My Breastfeeding Journey
I have never shared about this before in any public way, but after seeing a lot of breastfeeding related posts for world breastfeeding week, I thought now was the time. If you’ve followed me on instagram for any period of time, you know that one of my passions is normalizing things and taking the “perfect” view away and showing that it is normal to struggle, for things to be hard, etc.
When I was pregnant with my first, I took a super basic breastfeeding class and just thought that I would breastfeed and that would be that. Honestly, I didn’t have very many friends that I knew of who had struggled and it just seemed like thats what you did- baby comes out, baby latches on, you breastfeed. Ha…
My first was born at a birth center, after 44 hours of labor but with 0 interventions. And, even so, she couldn’t latch. There was no magical breast crawl resulting in her latching for the first time etc. No one at my birth could get her to latch. They assessed that she had lip and tongue ties and made us an appt with a local tongue tie specialist for the next day and sent us on our way. I continued to try to get her to latch for the next almost 18 hours until our appt, but no luck. When we went in that day, they said she needed her ties lasered, so we did so. They showed us the stretches to do and said she should be able to latch moving forward with some body work etc. Long story short- she didn’t, and then came 2-3 very emotional weeks full of lots of money spent, lots of tears shed and lots of appointments. She wouldn’t latch, so we had to feed her through a syringe while I pumped. When she was ready to move on from that, we moved to an SNS system. Try to latch, pump, feed through SNS. Everytime I tried and she wouldn’t latch I was really upset. Friends suggested maybe it was time to move to formula. I wouldn’t give up. FINALLY. Finally. About 3 weeks post birth- she latched. And we were able to breastfeed from that point on. But… not without more struggle. My supply was good until about that 3-4 month mark when hormones stop driving your supply and its more of a supply and demand situation (milk out= milk in etc.). At that point, my supply tanked. I had no idea why. Went to all the appts. My prolactin was low. No reason why. The only suggestion- take non fda approved drugs with lots of side effects. I couldn’t do it. So I continued on, attempting everything to increase my supply. It didn’t work. I had so many wonderfully giving friends who gave me their breastmilk. Some who pumped extra just for me. Eventually we had to add in formula too. By the time I finished my journey at 11 months, she was feeding for maybe 1-2 minutes at a time and probably getting close to nothing.
Baby 2- born at home, again with no interventions. And he latched right away, but his latch was SO strong and SO tight and the pain was immense. Again, an appointment with a tongue tie specialist. He had all 4 ties (tongue, buccal x2, tip). We chose to go forward with lip and tongue ties when he was only 2 days old, even though body work was recommended first.

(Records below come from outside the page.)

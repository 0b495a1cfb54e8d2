// SPDX-FileCopyrightText: 2026 Chatsight Contributors
// SPDX-License-Identifier: MIT OR Apache-2.0

//! Credential provider trait for outbound authenticated calls.

use async_trait::async_trait;

use crate::error::ChatsightError;

/// Supplies the bearer token for upstream API calls.
///
/// Injected into the project resolver rather than read from ambient state.
/// Implementations own their refresh lifecycle: a call must return a token
/// that is valid now, fetching or refreshing as needed.
#[async_trait]
pub trait TokenProvider: Send + Sync {
    async fn bearer_token(&self) -> Result<String, ChatsightError>;
}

But I was in so much pain and desperate for relief. Unfortunately, it didn’t provide relief. My nipples were sore, cracked, bleeding. I would dread the next time he had to feed. Pumping didn’t provide any relief. But I was also in a place where I knew I had struggled with low supply the first time and wanted to ensure I was removing milk regularly. We did body work, CFT. So many wonderful people helped in our journey this time around. And slowly… after about 4-5ish weeks? It got better. The pain went away. The feeds got quicker. His latch was deep. And now we’ve been successfully exclusively breastfeeding for almost 5 months and I LOVE it. I don’t have low supply, in fact I even have a bit of an oversupply. I have 100s of ounces frozen in my freezer (which I plan to donate to someone in need when the time is right!) I’m finally at a place where I can say how beautiful and joy-filled it is. I love feeding my baby. I’m actually sad thinking about when 6 months arrives and food is introduced. I love being the sole-provider for him.